═════ GIVEN DATA
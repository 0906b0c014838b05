//! Builds an [`InfoRecord`] from the platform probe, one category at a time

use crate::collectors::{common, probe_for, PlatformProbe};
use crate::data::{Capacity, CpuInfo, InfoRecord, ThemeInfo, UsageInfo, UNKNOWN};
use crate::error::{FetchError, Result};
use crate::platform::PlatformContext;
use crate::utils::parsing::{format_gb, format_percentage, format_uptime};
use tracing::debug;

/// Gather everything for the detected platform. Never fails: a category whose
/// probe errors holds the sentinel and the remaining categories still run.
pub fn gather_info(ctx: &PlatformContext) -> InfoRecord {
    let probe = probe_for(ctx);
    debug!(probe = probe.name(), "gathering system information");
    gather_with(probe.as_ref(), ctx)
}

/// Keep a probe value, or log the failure and use the fallback
fn field<T>(category: &'static str, result: Result<T>, fallback: impl FnOnce() -> T) -> T {
    match result {
        Ok(value) => value,
        Err(err) => {
            debug!(category, error = %err, "probe failed, using fallback");
            fallback()
        }
    }
}

fn unknown() -> String {
    UNKNOWN.to_string()
}

/// Used/total figures for a capacity; an empty total is not a measurement
pub fn usage_from(capacity: Capacity) -> Result<UsageInfo> {
    let percentage = format_percentage(capacity.used_bytes(), capacity.total_bytes)
        .ok_or_else(|| FetchError::detection("capacity reported as zero"))?;

    Ok(UsageInfo {
        total: format_gb(capacity.total_bytes),
        used: format_gb(capacity.used_bytes()),
        percentage,
    })
}

pub fn gather_with(probe: &dyn PlatformProbe, ctx: &PlatformContext) -> InfoRecord {
    // Independent categories run in parallel; each result lands in a fixed slot
    let ((hostname, os), ((cpu, gpu), (memory, disk))) = rayon::join(
        || rayon::join(|| probe.hostname(), || probe.os()),
        || {
            rayon::join(
                || rayon::join(|| probe.cpu(), || probe.gpu()),
                || rayon::join(|| probe.memory(), || probe.disk()),
            )
        },
    );

    let ((uptime, (batteries, packages)), ((displays, theme), (network, swap))) = rayon::join(
        || rayon::join(|| probe.uptime(), || rayon::join(|| probe.batteries(), || probe.packages())),
        || {
            rayon::join(
                || rayon::join(|| probe.displays(), || probe.theme()),
                || rayon::join(|| probe.network(), || probe.swap()),
            )
        },
    );

    let ((shell, terminal), (locale, android)) = rayon::join(
        || rayon::join(|| common::shell(ctx), common::terminal),
        || {
            rayon::join(
                || common::locale(ctx),
                || ctx.is_android().then(|| probe.android()),
            )
        },
    );

    let os = field("os", os.map(Some), || None);
    let displays = field("display", displays, Vec::new);
    let resolution = match displays.first() {
        Some(display) => display.resolution.clone(),
        None => field("resolution", probe.resolution(), unknown),
    };

    // No swap configured hides the line rather than showing Unknown
    let swap = swap.and_then(|swap| match swap.total_bytes {
        0 => Ok(None),
        _ => usage_from(swap).map(Some),
    });
    let swap = field("swap", swap, || None);

    InfoRecord {
        hostname: field("hostname", hostname, unknown),
        platform: ctx.platform.to_string(),
        distro: os.as_ref().map(|os| os.distro.clone()).unwrap_or_else(unknown),
        distro_id: os.as_ref().and_then(|os| os.id.clone()).unwrap_or_else(unknown),
        release: os.as_ref().map(|os| os.release.clone()).unwrap_or_else(unknown),
        kernel: os.map(|os| os.kernel).unwrap_or_else(unknown),
        arch: ctx.arch.clone(),
        cpu: field("cpu", cpu, CpuInfo::unknown),
        gpu: field("gpu", gpu, unknown),
        memory: field("memory", memory.and_then(usage_from), UsageInfo::unknown),
        disk: field("disk", disk.and_then(usage_from), UsageInfo::unknown),
        uptime: field("uptime", uptime.map(format_uptime), unknown),
        shell: field("shell", shell, unknown),
        terminal,
        resolution,
        battery: field("battery", batteries, Vec::new),
        packages: field("packages", packages, unknown),
        display: displays,
        theme: field("theme", theme, ThemeInfo::default),
        locale,
        network: field("network", network, Vec::new),
        swap,
        android_info: android.and_then(|android| field("android", android.map(Some), || None)),
    }
}

#[cfg(test)]
mod tests {
    use super::*;
    use crate::collectors::UnsupportedProbe;
    use crate::data::{BatteryEntry, BatteryStatus, DisplayEntry, NetworkInterface, OsInfo};
    use crate::platform::Platform;

    const GIB: u64 = 1024 * 1024 * 1024;

    /// Probe with canned values; categories listed in `failing` return errors
    struct FakeProbe {
        failing: &'static [&'static str],
        swap_total: u64,
    }

    impl FakeProbe {
        fn check(&self, category: &'static str) -> Result<()> {
            if self.failing.contains(&category) {
                return Err(FetchError::detection(category));
            }
            Ok(())
        }
    }

    impl PlatformProbe for FakeProbe {
        fn name(&self) -> &'static str {
            "fake"
        }

        fn hostname(&self) -> Result<String> {
            self.check("hostname")?;
            Ok("testbox".into())
        }

        fn os(&self) -> Result<OsInfo> {
            self.check("os")?;
            Ok(OsInfo {
                distro: "Arch Linux".into(),
                release: "rolling".into(),
                kernel: "6.9.1-arch1-1".into(),
                id: Some("arch".into()),
            })
        }

        fn cpu(&self) -> Result<CpuInfo> {
            self.check("cpu")?;
            Ok(CpuInfo {
                model: "AMD Ryzen 7 5800X".into(),
                cores: Some(16),
                speed: Some("3.80 GHz".into()),
            })
        }

        fn gpu(&self) -> Result<String> {
            self.check("gpu")?;
            Ok("AMD Radeon RX 6700 XT".into())
        }

        fn memory(&self) -> Result<Capacity> {
            self.check("memory")?;
            Ok(Capacity { total_bytes: 16 * GIB, available_bytes: 8 * GIB })
        }

        fn disk(&self) -> Result<Capacity> {
            self.check("disk")?;
            Ok(Capacity { total_bytes: 0, available_bytes: 0 })
        }

        fn uptime(&self) -> Result<u64> {
            self.check("uptime")?;
            Ok(3661)
        }

        fn batteries(&self) -> Result<Vec<BatteryEntry>> {
            self.check("battery")?;
            Ok(vec![BatteryEntry::new("BAT0", "85%", BatteryStatus::Charging)])
        }

        fn packages(&self) -> Result<String> {
            self.check("packages")?;
            Ok("1024 (pacman)".into())
        }

        fn displays(&self) -> Result<Vec<DisplayEntry>> {
            self.check("display")?;
            Ok(vec![DisplayEntry {
                name: "DP-1".into(),
                resolution: "2560x1440".into(),
                refresh: Some("144 Hz".into()),
                size: None,
            }])
        }

        fn theme(&self) -> Result<ThemeInfo> {
            self.check("theme")?;
            Ok(ThemeInfo { wm: Some("Sway".into()), ..ThemeInfo::default() })
        }

        fn network(&self) -> Result<Vec<NetworkInterface>> {
            self.check("network")?;
            Ok(vec![NetworkInterface { name: "eth0".into(), ip: "10.0.0.2".into() }])
        }

        fn swap(&self) -> Result<Capacity> {
            self.check("swap")?;
            Ok(Capacity { total_bytes: self.swap_total, available_bytes: self.swap_total / 4 })
        }
    }

    fn linux() -> PlatformContext {
        PlatformContext::with_platform(Platform::Linux)
    }

    #[test]
    fn derived_fields() {
        let probe = FakeProbe { failing: &[], swap_total: 4 * GIB };
        let info = gather_with(&probe, &linux());

        assert_eq!(info.hostname, "testbox");
        assert_eq!(info.distro, "Arch Linux");
        assert_eq!(info.distro_id, "arch");
        assert_eq!(info.memory.percentage, "50.0%");
        assert_eq!(info.memory.total, "16.00 GB");
        assert_eq!(info.memory.used, "8.00 GB");
        assert_eq!(info.uptime, "1h 1m");
        assert_eq!(info.resolution, "2560x1440");
        assert_eq!(info.swap.as_ref().map(|s| s.percentage.as_str()), Some("75.0%"));
        assert!(info.android_info.is_none());
    }

    #[test]
    fn zero_sized_disk_is_unknown_and_empty_swap_hidden() {
        let probe = FakeProbe { failing: &[], swap_total: 0 };
        let info = gather_with(&probe, &linux());
        assert!(info.disk.is_unknown());
        assert_eq!(info.swap, None);
    }

    #[test]
    fn failures_degrade_single_fields() {
        let probe = FakeProbe {
            failing: &["cpu", "gpu", "display", "uptime", "os"],
            swap_total: GIB,
        };
        let info = gather_with(&probe, &linux());

        assert_eq!(info.cpu, CpuInfo::unknown());
        assert_eq!(info.gpu, UNKNOWN);
        assert_eq!(info.resolution, UNKNOWN);
        assert_eq!(info.uptime, UNKNOWN);
        assert_eq!(info.kernel, UNKNOWN);
        assert!(info.display.is_empty());
        // untouched categories still populated
        assert_eq!(info.hostname, "testbox");
        assert_eq!(info.packages, "1024 (pacman)");
        assert_eq!(info.memory.percentage, "50.0%");
    }

    #[test]
    fn unsupported_platform_yields_unknown_record() {
        let ctx = PlatformContext::with_platform(Platform::Unknown);
        let info = gather_with(&UnsupportedProbe, &ctx);

        assert_eq!(info.distro, UNKNOWN);
        assert_eq!(info.cpu.model, UNKNOWN);
        assert!(info.memory.is_unknown());
        assert!(info.battery.is_empty());
        assert_eq!(info.platform, "Unknown");
    }
}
══════════
## WHAT THIS TASK INVOLVES
Retrieve each line from the records above where the word "crate" occurs.

## SOLUTION TO THIS TASK
use crate::collectors::{common, probe_for, PlatformProbe};
use crate::data::{Capacity, CpuInfo, InfoRecord, ThemeInfo, UsageInfo, UNKNOWN};
use crate::error::{FetchError, Result};
use crate::platform::PlatformContext;
use crate::utils::parsing::{format_gb, format_percentage, format_uptime};
    use crate::collectors::UnsupportedProbe;
    use crate::data::{BatteryEntry, BatteryStatus, DisplayEntry, NetworkInterface, OsInfo};
    use crate::platform::Platform;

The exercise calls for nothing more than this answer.